Um sistema educacional tecnicista, que tenta impor as minorias nas mentes das maiorias já moldadas pelo modelo tecnicista, tem um destino bem mais provável que os outros: “Darwinismo Social“.

  6 Responses to “Massacre anunciado”

  1. Caro Leonildo, me choca ver que este texto foi escrito por você. Ficou claro que você não entendeu o sentido. Por que seria “enfiar” isso nas crianças? Querem inserir essas pessoas no contexto educacional dos livros didáticos, com certeza, se você fosse um negro, homossexual ou algum grupo da sociedade marginalizada e discriminado por séculos vc não veria dessa forma. É muito triste não se reconhecer em nenhum lugar, todos precisam de representaçao, é muito facil criticar sem saber o que realmente é ser discriminado na pele.

  2. Então Carol, o que eu quis dizer é que se tivermos um sistema educacional ignorante e tecnicista como o atual, qualquer tentativa de equalização da sociedade vai falhar e só piorar a situação!
    Tentar contextualizar qualquer minoria em um sistema educacional como o brasileiro, é o mesmo que combater a gripe distribuindo lenços pra população.
    Primeiro o Brasil (e o ocidente em geral) teria de rever esse darwinismo social arraigado nas mentes das pessoas, depois sim, combater as desigualdades.

  3. Hmmm, pensando desta forma sim, é que senti uma agressividade e um tom de discriminação, mas esqueci que um pouco de palavra agressiva é sempre necessário (sem ofensas!) e obrigada pela explicação!!!
    Boas noites!

  4. Léo, li seu artigo. Vejo duas situações: uma sobre a inclusão de um assunto que já vivemos em nosso dia-a-dia. Outro sobre classe minoritária ou quem sabe se sentem assim.

    Veja bem… Acho que com o crescimento dos movimentos GLBTT, Negros e afins, realmente amenizou um pouco os preconceitos. Só que esses grupos querem impor pra sociedade suas opções ou cor e etnia. Tipo: sou gay, negro e afins, tem que me respeitar. Pois sou uma pessoa como qualquer uma outra, pago meus impostos em fim… Como se isso fosse resolver! Acho que o respeito é uma coisa conquistada no nosso dia-a-dia. A mídia, através de revistas, jornais, rádio e TV estão dando exemplos de grandes personalidades que estão inclusas nestes movimentos que estão em rede nacional. Exemplo que ser gay ou negro não é coisa de outro mundo. Os BBBs 10. “Dicesar” e “Serginho”.

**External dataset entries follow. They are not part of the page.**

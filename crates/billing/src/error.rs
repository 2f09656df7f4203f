//! Billing error types
//!
//! Every failure in the webhook pipeline is classified here. The split between
//! retryable and non-retryable variants decides whether an event goes back
//! into the retry queue or straight to the dead-letter queue.

use thiserror::Error;
use uuid::Uuid;

use crate::subscriptions::SubscriptionStatus;

pub type BillingResult<T> = Result<T, BillingError>;

#[derive(Debug, Error)]
pub enum BillingError {
    /// Malformed request (wrong content type, missing header). Never retried.
    #[error("{0}")]
    Validation(String),

    /// Body could not be parsed into a gateway event. Never retried.
    #[error("Invalid webhook payload: {0}")]
    Parse(String),

    /// Signature did not match the configured secret. Never retried.
    #[error("Invalid webhook signature")]
    SignatureInvalid,

    /// Event was already processed. Not a failure.
    #[error("Webhook event {0} already processed")]
    DuplicateEvent(String),

    /// Network, storage or lock contention failure that may succeed later.
    #[error("Transient processing error: {0}")]
    Transient(String),

    /// Data integrity violation that a retry cannot fix.
    #[error("Permanent processing error: {0}")]
    Permanent(String),

    #[error("Invalid transition for subscription {subscription_id}: cannot apply '{event}' in state '{from}'")]
    InvalidTransition {
        subscription_id: Uuid,
        from: SubscriptionStatus,
        event: String,
    },

    #[error("Processing timed out after {0}ms")]
    Timeout(u64),

    #[error("Database error: {0}")]
    Database(String),

    #[error("Redis error: {0}")]
    Redis(String),

    #[error("Not found: {0}")]
    NotFound(String),

    #[error("Invalid input: {0}")]
    InvalidInput(String),

    #[error("Configuration error: {0}")]
    Config(String),
}

impl BillingError {
    /// Whether the failure may succeed on a later attempt
    pub fn is_retryable(&self) -> bool {
        matches!(
            self,
            BillingError::Transient(_)
                | BillingError::Timeout(_)
                | BillingError::Database(_)
                | BillingError::Redis(_)
        )
    }

    /// Short machine-readable code used in logs and dead-letter records
    pub fn code(&self) -> &'static str {
        match self {
            BillingError::Validation(_) => "validation_error",
            BillingError::Parse(_) => "parse_error",
            BillingError::SignatureInvalid => "signature_invalid",
            BillingError::DuplicateEvent(_) => "duplicate_event",
            BillingError::Transient(_) => "transient_processing_error",
            BillingError::Permanent(_) => "permanent_processing_error",
            BillingError::InvalidTransition { .. } => "invalid_transition",
            BillingError::Timeout(_) => "processing_timeout",
            BillingError::Database(_) => "database_error",
            BillingError::Redis(_) => "redis_error",
            BillingError::NotFound(_) => "not_found",
            BillingError::InvalidInput(_) => "invalid_input",
            BillingError::Config(_) => "config_error",
        }
    }
}

impl From<sqlx::Error> for BillingError {
    fn from(e: sqlx::Error) -> Self {
        BillingError::Database(e.to_string())
    }
}

impl From<redis::RedisError> for BillingError {
    fn from(e: redis::RedisError) -> Self {
        BillingError::Redis(e.to_string())
    }
}
//! Reflect on a Go interface and print its package model.
//!
//! Builds and runs a throwaway program with the Go toolchain; the target
//! package's source is never parsed.

use std::io::Write;
use std::path::{Path, PathBuf};

use anyhow::{Context, Result};
use clap::{Parser, Subcommand, ValueEnum};
use mockgen::core::codec;
use mockgen::exit_codes;
use mockgen::io::config::load_config;
use mockgen::model::Package;
use mockgen::{ReflectError, ReflectRequest, Reflector, logging};

#[derive(Parser)]
#[command(
    name = "mockgen",
    version,
    about = "Describe Go interfaces by reflection"
)]
struct Cli {
    /// Path to a TOML config file. Defaults apply when it does not exist.
    #[arg(long, global = true, default_value = "mockgen.toml")]
    config: PathBuf,

    #[command(subcommand)]
    command: Command,
}

#[derive(Subcommand)]
enum Command {
    /// Reflect on SYMBOL in IMPORT_PATH and print the package model.
    Reflect {
        /// Import path of the package declaring the interface.
        import_path: String,
        /// Name of the interface type.
        symbol: String,
        /// Output format.
        #[arg(short, long, value_enum, default_value_t = Format::Summary)]
        format: Format,
    },
}

#[derive(Debug, Clone, Copy, PartialEq, Eq, ValueEnum)]
enum Format {
    /// Go-like method signatures.
    Summary,
    /// Pretty-printed JSON.
    Json,
    /// Raw CBOR, as produced by the reflection program.
    Cbor,
}

fn main() {
    logging::init();
    if let Err(err) = run() {
        eprintln!("{:#}", err);
        let code = err
            .downcast_ref::<ReflectError>()
            .map_or(exit_codes::INVALID, |e| exit_codes::for_kind(e.kind()));
        std::process::exit(code);
    }
}

fn run() -> Result<()> {
    let cli = Cli::parse();
    match cli.command {
        Command::Reflect {
            import_path,
            symbol,
            format,
        } => cmd_reflect(&cli.config, ReflectRequest::new(import_path, symbol), format),
    }
}

fn cmd_reflect(config_path: &Path, request: ReflectRequest, format: Format) -> Result<()> {
    let config = load_config(config_path)?;
    let pkg = Reflector::new(&config)?.reflect(&request)?;
    let stdout = std::io::stdout();
    let mut out = stdout.lock();
    write_package(&mut out, &pkg, format).context("write output")?;
    out.flush().context("flush output")?;
    Ok(())
}

fn write_package(out: &mut impl Write, pkg: &Package, format: Format) -> Result<()> {
    match format {
        Format::Summary => out.write_all(render_summary(pkg).as_bytes())?,
        Format::Json => {
            let mut payload = serde_json::to_string_pretty(pkg).context("serialize json")?;
            payload.push('\n');
            out.write_all(payload.as_bytes())?;
        }
        Format::Cbor => {
            let bytes = codec::encode(pkg).context("serialize cbor")?;
            out.write_all(&bytes)?;
        }
    }
    Ok(())
}

/// Render each interface as a Go interface declaration.
fn render_summary(pkg: &Package) -> String {
    let mut lines = vec![format!("package {}", pkg.name)];
    for iface in &pkg.interfaces {
        lines.push(String::new());
        lines.push(format!("type {} interface {{", iface.name));
        for method in &iface.methods {
            lines.push(format!("\t{method}"));
        }
        lines.push("}".to_string());
    }
    lines.push(String::new());
    lines.join("\n")
}

#[cfg(test)]
mod tests {
    use super::*;
    use mockgen::test_support::fetcher_package;

    #[test]
    fn parse_reflect_defaults_to_summary() {
        let cli = Cli::parse_from(["mockgen", "reflect", "example.com/widget", "Fetcher"]);
        let Command::Reflect {
            import_path,
            symbol,
            format,
        } = cli.command;
        assert_eq!(import_path, "example.com/widget");
        assert_eq!(symbol, "Fetcher");
        assert_eq!(format, Format::Summary);
        assert_eq!(cli.config, PathBuf::from("mockgen.toml"));
    }

    #[test]
    fn parse_reflect_json_with_config() {
        let cli = Cli::parse_from([
            "mockgen",
            "reflect",
            "--format",
            "json",
            "--config",
            "ci.toml",
            "example.com/widget",
            "Fetcher",
        ]);
        assert!(matches!(
            cli.command,
            Command::Reflect {
                format: Format::Json,
                ..
            }
        ));
        assert_eq!(cli.config, PathBuf::from("ci.toml"));
    }

    #[test]
    fn summary_renders_interface_declaration() {
        let summary = render_summary(&fetcher_package());
        assert_eq!(
            summary,
            "package widget\n\ntype Fetcher interface {\n\tGet(string) (*example.com/widget.Item, error)\n}\n"
        );
    }

    #[test]
    fn cbor_output_decodes_back() {
        let mut buf = Vec::new();
        write_package(&mut buf, &fetcher_package(), Format::Cbor).expect("write");
        assert_eq!(codec::decode(&buf).expect("decode"), fetcher_package());
    }

    #[test]
    fn json_output_keeps_variant_tags() {
        let mut buf = Vec::new();
        write_package(&mut buf, &fetcher_package(), Format::Json).expect("write");
        let json: serde_json::Value = serde_json::from_slice(&buf).expect("json");
        let result = &json["interfaces"][0]["methods"][0]["results"][0]["type"];
        assert_eq!(
            result["pointer"]["named"]["name"],
            serde_json::Value::from("Item")
        );
    }
}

    Eu sou negro, e não me sinto excluído da sociedade. Se alguém que vive ao meu lado é racista, não chegou a meu conhecimento. Sou nortista, e, vejo alguns paulistas, dizer que no Pará só tem índio, nem por isso me sinto discriminado.

    Vejo no seu texto, uma informação muito boa. Mais que coloca suas opiniões com ar crítico ou da forma que enxerga a vida. Aliás, somos jornalistas, formadores de opiniões. Sou contra colocar em livros didáticos esses tipos de assunto. Deveria sim, abordar através de palestras públicas em escolas. Acho que os alunos da rede pública já não tem ensino de qualidade, ainda aumentam com esses assuntos. Onde vamos parar com nossa educação que é tão deficiente?

  5. Sou bem pessimista em relação a esse tipo de coisa, Leo. Parte da minha família é bastante preconceituosa e racista. Pra você ter ideia usam expressões do tipo: olha a cor dele,tenho nojo, Deus me livre, prefiro um filho morto, etc. Percebo claramente que o preconceito e o racismo tem origem na convivência familiar e vai sendo passado de pai pra filho. Da mesma maneira que o respeito, educação. Não acredito que o conteudo escolar possa modificar isso.Mas acredito que a inclusão, por exemplo, de personagens que sofrem preconceito nas ilustrações, textos e conteudo escolar de maneira natural talvez possa minimizar o sentimento de exclusão que essas pessoas possam sentir.

  6. Caro Leo, o preconceito não deveria existir. Todos nós nascemos e morremos da mesma forma. Concordo com o Bruno Nascimento, respeito nós conquistamos diariamente. O assunto é bastante complexo e necessita de empenho de todos para entendê-lo. Nossa tarefa é simples e já muito foi ensinada a todos nós: Ame teu próximo como a ti mesmo. Só isso basta!
    Parabéns por fomentar nossas idéias!